En 1415 se están haciendo obras en la iglesia; sería entonces cuando se hace la torre ocupando parte del antiguo claustro. Vera Tassis recoge un documento existente en el archivo de la iglesia de San Pedro que da noticias de ello (17); es un poder que otorga Francisco Martínez, bachiller en cánones, vecino de Madrid, a don Francisco, su padre, y a Rui García, clérigo de San Pedro, y a Fernando Alonso, clérigo de San Juan, para testar. Dice en una cláusula:

«Otrosi mandamos que dé para la obra de Santa María de la Almudena de aquí de Madrid, mil maravedís, especialmente para hacer la claustra que está derribada.»

Tenemos otros testimonios sobre este claustro, en una escritura de 1562 a favor de Francisca de Salas, mujer de Diego de Avila fundadora de la capilla de la Concepción, que luego se llamó de la Salud:

«En la villa de Madrid a primeros del mes de agosto de 1.562 en presencia de mí, el escribano público y testigos, parecio presente la Señora Doña Francisca de Salas, vecina de dicha villa de Madrid e dixo que ella a echo abrir o a abierto los cimientos viejos que están en la claustra de la dicha Iglesia de Nuestra Señora de la Almudena villa, en donde a de hazer e fundar una capilla...»

En 1582 hay otra escritura que dice:

«... que esta junto a la pared de la torre e junto a la capilla que dizen de Juan de Vozmediano y esta capilla e sitio tenía edificio de quatro paredes de cal y canto que es a una de la torre y a otra de la claustra de la dicha iglesia e a otra que responde a la nave de ella e a otra junto a la capilla de Vozmediano» (18).

La iglesia de Santa María para atender al culto tenía posesiones en Chamartín, donde ponía el cura un teniente, y en El Pardo, sirviéndole de anejo la ermita del Tornero. Enrique IV, para aumentar el bosque del Pardo, tomó buena parte de este terreno, renunciando en compensación a los tercios de la colación de Santa María.

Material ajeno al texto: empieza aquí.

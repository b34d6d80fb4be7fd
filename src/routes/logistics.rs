//! Dispatch: re-quotes the order's stored distance and marks it dispatched.

use axum::extract::State;
use axum::Json;
use serde::Deserialize;
use serde_json::{json, Value};
use uuid::Uuid;

use crate::db;
use crate::domain::events::{self, OrderEvent};
use crate::error::{internal, not_found, ApiError};
use crate::AppState;

#[derive(Debug, Deserialize)]
pub struct DispatchRequest {
    pub order_id: Uuid,
}

pub async fn dispatch(
    State(s): State<AppState>,
    Json(r): Json<DispatchRequest>,
) -> Result<Json<Value>, ApiError> {
    let Some(order) = db::find_order(&s.db, r.order_id).await.map_err(internal)? else {
        return Err(not_found("pedido"));
    };

    let quote = s.quotes.resolve(order.distance_km).await;
    db::mark_order_dispatched(&s.db, order.id, quote.fee_cents, quote.provider.as_str())
        .await
        .map_err(internal)?;

    events::publish(
        s.nats.as_ref(),
        &OrderEvent::Dispatched {
            order_id: order.id,
            provider: quote.provider.as_str().to_string(),
            fee_cents: quote.fee_cents.cents(),
        },
    )
    .await;

    tracing::info!(
        order_id = %order.id,
        provider = quote.provider.as_str(),
        fee_cents = quote.fee_cents.cents(),
        "order dispatched"
    );
    Ok(Json(json!({"ok": true, "provider": quote.provider})))
}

Así se dice en un privilegio de 1467:

«Por cuanto yo he tomado del beneficio curado de Santa María de la Almudena de la villa de Madrid ciertos pastos et defensas et tierras de pan llevar, pertenecientes a la ermita de Nuestra Señora del Tornero, ques aneja al dicho beneficio curado de Santa María para lo meter en par a los que yo cerca dellos en la dicha villa tengo, por lo cual la dicha tierra del dicho beneficio curado se ha menoscabado; e por facer bien et merced a Alvar García clérigo que agora es de dicha eglesia de Sancta María et a los otros curas que después del en la dicha eglesia serán... por la presente les hago merced de los tercios que ha mi pertenescen, et yo ove haber este año et de aquí en adelante en la colación de la dicha Sancta Maria de la Almudena» (19).

A lo largo del siglo XV tenemos noticias sobre fundación de capillas y enterramientos, como la de los Herrera y la de los Monzón, así como en el XVI las de los Vozmediano.